Exercise goal =>
Write out exactly the first lines of the listing, ending on the line that contains "pub const DEFAULT_LOCATION: &str".

Records for the exercise =>

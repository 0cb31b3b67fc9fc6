//! Query model: options layering and validation.
//!
//! Options are merged from three layers (library defaults < run-level options
//! < per-query options) into a [`ResolvedOptions`]. Fields overwrite whole:
//! a `locations` list supplied at the innermost layer replaces the outer one,
//! it is never unioned element-wise.
//!
//! Validation is pure and collects every problem instead of stopping at the
//! first one; the orchestrator aborts the run on a non-empty list before any
//! browser activity.

use std::fmt;

use serde::{Deserialize, Serialize};
use url::Url;

use crate::filters::Filters;

/// Host+path every company jobs URL must live under.
const COMPANY_JOBS_BASE: &str = "https://www.linkedin.com/jobs/search/?";

/// Sentinel location used when a query supplies none.
pub const DEFAULT_LOCATION: &str = "Worldwide";

/// Items per result page; offsets are always multiples of this.
pub const PAGE_SIZE: usize = 25;

/// One search request: an optional keyword plus options.
#[derive(Debug, Clone, Default, Serialize, Deserialize)]
pub struct Query {
    #[serde(skip_serializing_if = "Option::is_none")]
    pub query: Option<String>,
    #[serde(skip_serializing_if = "Option::is_none")]
    pub options: Option<QueryOptions>,
}

impl Query {
    pub fn new(keyword: impl Into<String>) -> Self {
        Self {
            query: Some(keyword.into()),
            options: None,
        }
    }

    pub fn with_options(mut self, options: QueryOptions) -> Self {
        self.options = Some(options);
        self
    }
}

/// Lets `run` accept a single query where a batch is expected.
impl From<Query> for Vec<Query> {
    fn from(query: Query) -> Self {
        vec![query]
    }
}

/// Caller-facing options; every field optional so layers can be merged.
#[derive(Debug, Clone, Default, Serialize, Deserialize)]
#[serde(default)]
pub struct QueryOptions {
    #[serde(skip_serializing_if = "Option::is_none")]
    pub locations: Option<Vec<String>>,
    /// Number of result pages to skip before the first extraction.
    #[serde(skip_serializing_if = "Option::is_none")]
    pub page_offset: Option<usize>,
    /// Maximum records to emit per location.
    #[serde(skip_serializing_if = "Option::is_none")]
    pub limit: Option<usize>,
    /// Block images, stylesheets, media and fonts for speed. Can interfere
    /// with pagination on some layouts.
    #[serde(skip_serializing_if = "Option::is_none")]
    pub optimize: Option<bool>,
    /// Also extract the external apply link where one exists.
    #[serde(skip_serializing_if = "Option::is_none")]
    pub apply_link: Option<bool>,
    #[serde(skip_serializing_if = "Option::is_none")]
    pub skip_promoted_jobs: Option<bool>,
    /// Also extract the skills list (authenticated sessions only).
    #[serde(skip_serializing_if = "Option::is_none")]
    pub skills: Option<bool>,
    #[serde(skip_serializing_if = "Option::is_none")]
    pub filters: Option<Filters>,
    /// JavaScript expression evaluated in the page instead of the default
    /// description reader. Must evaluate to a string.
    #[serde(skip_serializing_if = "Option::is_none")]
    pub description_fn: Option<String>,
}

/// Fully merged options driving one query. Construction goes through
/// [`ResolvedOptions::merge`], so invariants (non-empty locations, positive
/// limit after validation) hold for the rest of the run.
#[derive(Debug, Clone)]
pub struct ResolvedOptions {
    pub locations: Vec<String>,
    pub page_offset: usize,
    pub limit: usize,
    pub optimize: bool,
    pub apply_link: bool,
    pub skip_promoted_jobs: bool,
    pub skills: bool,
    pub filters: Filters,
    pub description_fn: Option<String>,
}

impl Default for ResolvedOptions {
    fn default() -> Self {
        Self {
            locations: vec![DEFAULT_LOCATION.to_string()],
            page_offset: 0,
            limit: 25,
            optimize: false,
            apply_link: false,
            skip_promoted_jobs: false,
            skills: false,
            filters: Filters::default(),
            description_fn: None,
        }
    }
}

impl ResolvedOptions {
    /// Merge run-level and per-query options over the library defaults.
    /// Later layers win field-wise; lists are replaced wholesale.
    pub fn merge(run_level: Option<&QueryOptions>, per_query: Option<&QueryOptions>) -> Self {
        let mut resolved = Self::default();

        for layer in [run_level, per_query].into_iter().flatten() {
            if let Some(locations) = &layer.locations {
                resolved.locations = locations.clone();
            }
            if let Some(page_offset) = layer.page_offset {
                resolved.page_offset = page_offset;
            }
            if let Some(limit) = layer.limit {
                resolved.limit = limit;
            }
            if let Some(optimize) = layer.optimize {
                resolved.optimize = optimize;
            }
            if let Some(apply_link) = layer.apply_link {
                resolved.apply_link = apply_link;
            }
            if let Some(skip) = layer.skip_promoted_jobs {
                resolved.skip_promoted_jobs = skip;
            }
            if let Some(skills) = layer.skills {
                resolved.skills = skills;
            }
            if let Some(filters) = &layer.filters {
                resolved.filters = filters.clone();
            }
            if let Some(description_fn) = &layer.description_fn {
                resolved.description_fn = Some(description_fn.clone());
            }
        }

        // An empty list would make the locations loop a no-op; fall back to
        // the sentinel.
        if resolved.locations.is_empty() {
            resolved.locations = vec![DEFAULT_LOCATION.to_string()];
        }

        resolved
    }

    /// Upper bound on pagination: offsets never go past the limit rounded up
    /// to the page size.
    pub fn pagination_max(&self) -> usize {
        self.page_offset + self.limit.div_ceil(PAGE_SIZE)
    }
}

/// One validation problem, naming the offending parameter.
#[derive(Debug, Clone, PartialEq, Eq, Serialize, Deserialize)]
pub struct ValidationError {
    pub param: String,
    pub reason: String,
}

impl ValidationError {
    fn new(param: &str, reason: impl Into<String>) -> Self {
        Self {
            param: param.to_string(),
            reason: reason.into(),
        }
    }
}

impl fmt::Display for ValidationError {
    fn fmt(&self, f: &mut fmt::Formatter<'_>) -> fmt::Result {
        write!(f, "{}: {}", self.param, self.reason)
    }
}

/// Validate one merged query. Pure; returns every problem found.
///
/// Filter vocabulary membership is enforced by the enum types in
/// [`crate::filters`], so only what the type system cannot express is checked
/// here: value ranges and the company jobs URL shape.
pub fn validate(query: &Query, options: &ResolvedOptions) -> Vec<ValidationError> {
    let mut errors = Vec::new();

    if let Some(keyword) = &query.query {
        if keyword.chars().any(|c| c.is_control()) {
            errors.push(ValidationError::new(
                "query",
                "must not contain control characters",
            ));
        }
    }

    if options.locations.iter().any(|l| l.trim().is_empty()) {
        errors.push(ValidationError::new(
            "options.locations",
            "must be non-empty strings",
        ));
    }

    if options.limit == 0 {
        errors.push(ValidationError::new(
            "options.limit",
            "must be a positive integer",
        ));
    }

    if let Some(description_fn) = &options.description_fn {
        if description_fn.trim().is_empty() {
            errors.push(ValidationError::new(
                "options.descriptionFn",
                "must be a non-empty JavaScript expression",
            ));
        }
    }

    if let Some(company_jobs_url) = &options.filters.company_jobs_url {
        match Url::parse(company_jobs_url) {
            Ok(url) => {
                let company_id = url
                    .query_pairs()
                    .find(|(k, _)| k == "f_C")
                    .map(|(_, v)| v.to_string());

                if !company_jobs_url
                    .to_lowercase()
                    .starts_with(COMPANY_JOBS_BASE)
                    || company_id.as_deref().unwrap_or("").is_empty()
                {
                    errors.push(ValidationError::new(
                        "options.filters.companyJobsUrl",
                        format!(
                            "must start with {COMPANY_JOBS_BASE} and carry a non-empty f_C parameter"
                        ),
                    ));
                }
            }
            Err(_) => {
                errors.push(ValidationError::new(
                    "options.filters.companyJobsUrl",
                    "must be a valid url",
                ));
            }
        }
    }

    errors
}

/// Extract the `f_C` company id from a validated company jobs URL.
pub(crate) fn company_id_param(company_jobs_url: &str) -> Option<String> {
    let url = Url::parse(company_jobs_url).ok()?;
    url.query_pairs()
        .find(|(k, _)| k == "f_C")
        .map(|(_, v)| v.to_string())
}

#[cfg(test)]
mod tests {
    use super::*;
    use pretty_assertions::assert_eq;

    #[test]
    fn defaults_apply_when_no_layers_given() {
        let resolved = ResolvedOptions::merge(None, None);
        assert_eq!(resolved.locations, vec![DEFAULT_LOCATION.to_string()]);
        assert_eq!(resolved.limit, 25);
        assert_eq!(resolved.page_offset, 0);
        assert!(!resolved.optimize);
    }

    #[test]
    fn inner_layer_replaces_arrays_wholesale() {
        let run_level = QueryOptions {
            locations: Some(vec!["United Kingdom".into(), "Germany".into()]),
            limit: Some(5),
            ..Default::default()
        };
        let per_query = QueryOptions {
            locations: Some(vec!["United States".into()]),
            ..Default::default()
        };

        let resolved = ResolvedOptions::merge(Some(&run_level), Some(&per_query));
        assert_eq!(resolved.locations, vec!["United States".to_string()]);
        // Non-conflicting fields fall through from the outer layer.
        assert_eq!(resolved.limit, 5);
    }

    #[test]
    fn empty_locations_normalize_to_sentinel() {
        let per_query = QueryOptions {
            locations: Some(vec![]),
            ..Default::default()
        };
        let resolved = ResolvedOptions::merge(None, Some(&per_query));
        assert_eq!(resolved.locations, vec![DEFAULT_LOCATION.to_string()]);
    }

    #[test]
    fn zero_limit_is_one_error_naming_the_field() {
        let options = ResolvedOptions {
            limit: 0,
            ..Default::default()
        };
        let errors = validate(&Query::new("engineer"), &options);
        assert_eq!(errors.len(), 1);
        assert_eq!(errors[0].param, "options.limit");
    }

    #[test]
    fn company_jobs_url_must_carry_company_id() {
        let mut options = ResolvedOptions::default();
        options.filters.company_jobs_url =
            Some("https://www.linkedin.com/jobs/search/?keywords=engineer".into());
        let errors = validate(&Query::default(), &options);
        assert_eq!(errors.len(), 1);
        assert_eq!(errors[0].param, "options.filters.companyJobsUrl");

        options.filters.company_jobs_url =
            Some("https://www.linkedin.com/jobs/search/?f_C=1441%2C10667&keywords=engineer".into());
        assert!(validate(&Query::default(), &options).is_empty());
    }

    #[test]
    fn unparseable_company_url_is_reported() {
        let mut options = ResolvedOptions::default();
        options.filters.company_jobs_url = Some("not a url".into());
        let errors = validate(&Query::default(), &options);
        assert_eq!(errors.len(), 1);
        assert_eq!(errors[0].reason, "must be a valid url");
    }

    #[test]
    fn all_problems_reported_together() {
        let mut options = ResolvedOptions {
            limit: 0,
            locations: vec!["  ".into()],
            ..Default::default()
        };
        options.filters.company_jobs_url = Some("not a url".into());
        let errors = validate(&Query::default(), &options);
        assert_eq!(errors.len(), 3);
    }

    #[test]
    fn pagination_max_rounds_limit_up_to_page_size() {
        let options = ResolvedOptions {
            limit: 27,
            page_offset: 2,
            ..Default::default()
        };
        assert_eq!(options.pagination_max(), 4);
    }

    #[test]
    fn company_id_extraction_decodes_the_parameter() {
        let id = company_id_param(
            "https://www.linkedin.com/jobs/search/?f_C=1441%2C10667&keywords=x",
        );
        assert_eq!(id.as_deref(), Some("1441,10667"));
    }
}
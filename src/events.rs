//! Event stream surface.
//!
//! Results are never returned from [`crate::scraper::LinkedinScraper::run`]:
//! every record, warning and lifecycle change is pushed through an unbounded
//! channel handed to the caller at construction time. Emission must never
//! fail the run, so a dropped receiver only logs at debug level.

use chrono::{DateTime, Utc};
use serde::{Deserialize, Serialize};
use tokio::sync::mpsc;
use tracing::debug;

/// One normalized job listing, emitted as soon as it is extracted.
#[derive(Debug, Clone, Serialize, Deserialize)]
pub struct JobRecord {
    /// Keyword of the query that produced this record.
    pub query: String,
    /// Location of the query that produced this record.
    pub location: String,
    pub job_id: String,
    /// Zero-based position of the job within the whole location run.
    pub job_index: usize,
    pub title: String,
    pub company: String,
    #[serde(skip_serializing_if = "Option::is_none")]
    pub company_link: Option<String>,
    #[serde(skip_serializing_if = "Option::is_none")]
    pub company_img_link: Option<String>,
    pub place: String,
    pub date: String,
    pub link: String,
    #[serde(skip_serializing_if = "Option::is_none")]
    pub apply_link: Option<String>,
    pub description: String,
    pub description_html: String,
    pub insights: Vec<String>,
    #[serde(skip_serializing_if = "Option::is_none")]
    pub skills: Option<Vec<String>>,
}

/// Per-location throughput counters.
#[derive(Debug, Clone, Serialize, Deserialize)]
pub struct ScraperMetrics {
    pub query: String,
    pub location: String,
    /// Records successfully emitted.
    pub processed: usize,
    /// Items whose detail extraction failed.
    pub failed: usize,
    /// Items skipped (promoted jobs, malformed cards).
    pub missed: usize,
    pub timestamp: DateTime<Utc>,
}

/// Everything a consumer can observe from a run.
#[derive(Debug, Clone)]
pub enum Event {
    /// A job record was extracted.
    Data(JobRecord),
    /// An unexpected error occurred; the browser has been torn down.
    Error(String),
    /// Progress counters for one scraped location.
    Metrics(ScraperMetrics),
    /// The configured session credential was rejected. Fatal for the run.
    InvalidSession,
    /// All queries and locations completed (or the run was force-terminated).
    End,
    /// Browser lifecycle passthrough: browser teardown, page open, page
    /// navigation, page close.
    Disconnected,
    TargetCreated,
    TargetChanged,
    TargetDestroyed,
}

/// Cloneable sender half shared by the orchestrator and the strategies.
#[derive(Clone)]
pub struct EventBus {
    tx: mpsc::UnboundedSender<Event>,
}

impl EventBus {
    pub fn new() -> (Self, mpsc::UnboundedReceiver<Event>) {
        let (tx, rx) = mpsc::unbounded_channel();
        (Self { tx }, rx)
    }

    /// Emit an event. A closed receiver is not an error for the run.
    pub fn emit(&self, event: Event) {
        if self.tx.send(event).is_err() {
            debug!("event receiver dropped, discarding event");
        }
    }
}

#[cfg(test)]
mod tests {
    use super::*;

    #[tokio::test]
    async fn events_arrive_in_emission_order() {
        let (bus, mut rx) = EventBus::new();
        bus.emit(Event::InvalidSession);
        bus.emit(Event::End);

        assert!(matches!(rx.recv().await, Some(Event::InvalidSession)));
        assert!(matches!(rx.recv().await, Some(Event::End)));
    }

    #[tokio::test]
    async fn emit_survives_dropped_receiver() {
        let (bus, rx) = EventBus::new();
        drop(rx);
        bus.emit(Event::End);
    }
}
//! Browser launch configuration.
//!
//! Caller-supplied settings are merged over fixed safe defaults tuned for
//! containerized hosts: sandbox and GPU disabled, notifications muted, fixed
//! window size, English locale. The session credential is picked up from the
//! `LI_AT_COOKIE` environment variable; its presence selects the
//! authenticated strategy.

use std::env;
use std::time::Duration;

use once_cell::sync::Lazy;
use rand::seq::SliceRandom;

/// Environment variable holding the `li_at` session cookie value.
pub const LI_AT_COOKIE_ENV: &str = "LI_AT_COOKIE";

/// Default window size, matches a common laptop viewport.
const DEFAULT_WINDOW: (u32, u32) = (1472, 828);

/// Chrome flags always passed on top of what `headless_chrome` sets itself.
/// Sandboxing is governed by [`BrowserConfig::sandbox`] instead of a flag.
const DEFAULT_ARGS: &[&str] = &[
    "--enable-automation",
    "--start-maximized",
    "--lang=en-GB",
    "--disable-dev-shm-usage",
    "--disable-gpu",
    "--disable-accelerated-2d-canvas",
    "--allow-running-insecure-content",
    "--disable-web-security",
    "--disable-client-side-phishing-detection",
    "--disable-notifications",
    "--mute-audio",
];

static USER_AGENTS: Lazy<Vec<&'static str>> = Lazy::new(|| {
    vec![
        "Mozilla/5.0 (Windows NT 10.0; Win64; x64) AppleWebKit/537.36 (KHTML, like Gecko) Chrome/123.0.0.0 Safari/537.36",
        "Mozilla/5.0 (Macintosh; Intel Mac OS X 10_15_7) AppleWebKit/537.36 (KHTML, like Gecko) Chrome/123.0.0.0 Safari/537.36",
        "Mozilla/5.0 (Windows NT 10.0; Win64; x64; rv:124.0) Gecko/20100101 Firefox/124.0",
        "Mozilla/5.0 (Macintosh; Intel Mac OS X 10.15; rv:124.0) Gecko/20100101 Firefox/124.0",
        "Mozilla/5.0 (Windows NT 10.0; Win64; x64) AppleWebKit/537.36 (KHTML, like Gecko) Edge/123.0.0.0 Safari/537.36",
    ]
});

/// Pick a random user agent from the pool.
pub fn random_user_agent() -> &'static str {
    USER_AGENTS
        .choose(&mut rand::thread_rng())
        .copied()
        .unwrap_or(USER_AGENTS[0])
}

#[derive(Debug, Clone)]
pub struct BrowserConfig {
    pub headless: bool,
    pub sandbox: bool,
    pub window_size: (u32, u32),
    /// Delay inserted between browser actions (navigation, clicks,
    /// pagination triggers). Raise it when the site answers with 429.
    pub slow_mo: Duration,
    /// Extra Chrome flags appended after the defaults.
    pub extra_args: Vec<String>,
    /// Fixed user agent; a random one from the pool when `None`.
    pub user_agent: Option<String>,
    /// Session cookie value; selects the authenticated strategy when set.
    pub li_at_cookie: Option<String>,
    /// How long the browser connection may sit idle between CDP calls.
    pub idle_browser_timeout: Duration,
    /// Bounded wait for the results-list container.
    pub container_timeout: Duration,
    /// Bounded wait for the detail panel to populate.
    pub details_timeout: Duration,
    /// Bounded wait for concurrent initialization, polled at
    /// [`BrowserConfig::initialize_poll_interval`].
    pub initialize_timeout: Duration,
    pub initialize_poll_interval: Duration,
    /// Bounded wait for the item count to grow after a load-more trigger.
    pub load_more_timeout: Duration,
    /// Consecutive no-growth load-more attempts tolerated before giving up.
    pub max_no_growth_attempts: usize,
}

impl Default for BrowserConfig {
    fn default() -> Self {
        Self {
            headless: true,
            sandbox: false,
            window_size: DEFAULT_WINDOW,
            slow_mo: Duration::from_millis(150),
            extra_args: Vec::new(),
            user_agent: None,
            li_at_cookie: None,
            idle_browser_timeout: Duration::from_secs(300),
            container_timeout: Duration::from_secs(10),
            details_timeout: Duration::from_secs(5),
            initialize_timeout: Duration::from_secs(10),
            initialize_poll_interval: Duration::from_millis(100),
            load_more_timeout: Duration::from_secs(10),
            max_no_growth_attempts: 2,
        }
    }
}

impl BrowserConfig {
    /// Defaults plus the session credential from the environment.
    pub fn from_env() -> Self {
        Self {
            li_at_cookie: env::var(LI_AT_COOKIE_ENV).ok().filter(|v| !v.is_empty()),
            ..Self::default()
        }
    }

    /// Full flag list handed to Chrome: defaults, window size, user agent,
    /// then caller extras so they can override anything before them.
    pub fn launch_args(&self) -> Vec<String> {
        let mut args: Vec<String> = DEFAULT_ARGS.iter().map(|a| a.to_string()).collect();
        args.push(format!(
            "--window-size={},{}",
            self.window_size.0, self.window_size.1
        ));
        let user_agent = self
            .user_agent
            .clone()
            .unwrap_or_else(|| random_user_agent().to_string());
        args.push(format!("--user-agent={user_agent}"));
        args.extend(self.extra_args.iter().cloned());
        args
    }
}

#[cfg(test)]
mod tests {
    use super::*;

    #[test]
    fn caller_args_come_after_defaults() {
        let config = BrowserConfig {
            extra_args: vec!["--lang=it-IT".into()],
            ..Default::default()
        };
        let args = config.launch_args();
        let default_pos = args.iter().position(|a| a == "--lang=en-GB").unwrap();
        let extra_pos = args.iter().position(|a| a == "--lang=it-IT").unwrap();
        assert!(extra_pos > default_pos);
    }

    #[test]
    fn fixed_user_agent_wins_over_pool() {
        let config = BrowserConfig {
            user_agent: Some("test-agent".into()),
            ..Default::default()
        };
        assert!(config
            .launch_args()
            .iter()
            .any(|a| a == "--user-agent=test-agent"));
    }
}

Output for this task =>
repository 0cb31b3b67fc9fc6
//! Query model: options layering and validation.
//!
//! Options are merged from three layers (library defaults < run-level options
//! < per-query options) into a [`ResolvedOptions`]. Fields overwrite whole:
//! a `locations` list supplied at the innermost layer replaces the outer one,
//! it is never unioned element-wise.
//!
//! Validation is pure and collects every problem instead of stopping at the
//! first one; the orchestrator aborts the run on a non-empty list before any
//! browser activity.

use std::fmt;

use serde::{Deserialize, Serialize};
use url::Url;

use crate::filters::Filters;

/// Host+path every company jobs URL must live under.
const COMPANY_JOBS_BASE: &str = "https://www.linkedin.com/jobs/search/?";

/// Sentinel location used when a query supplies none.
pub const DEFAULT_LOCATION: &str = "Worldwide";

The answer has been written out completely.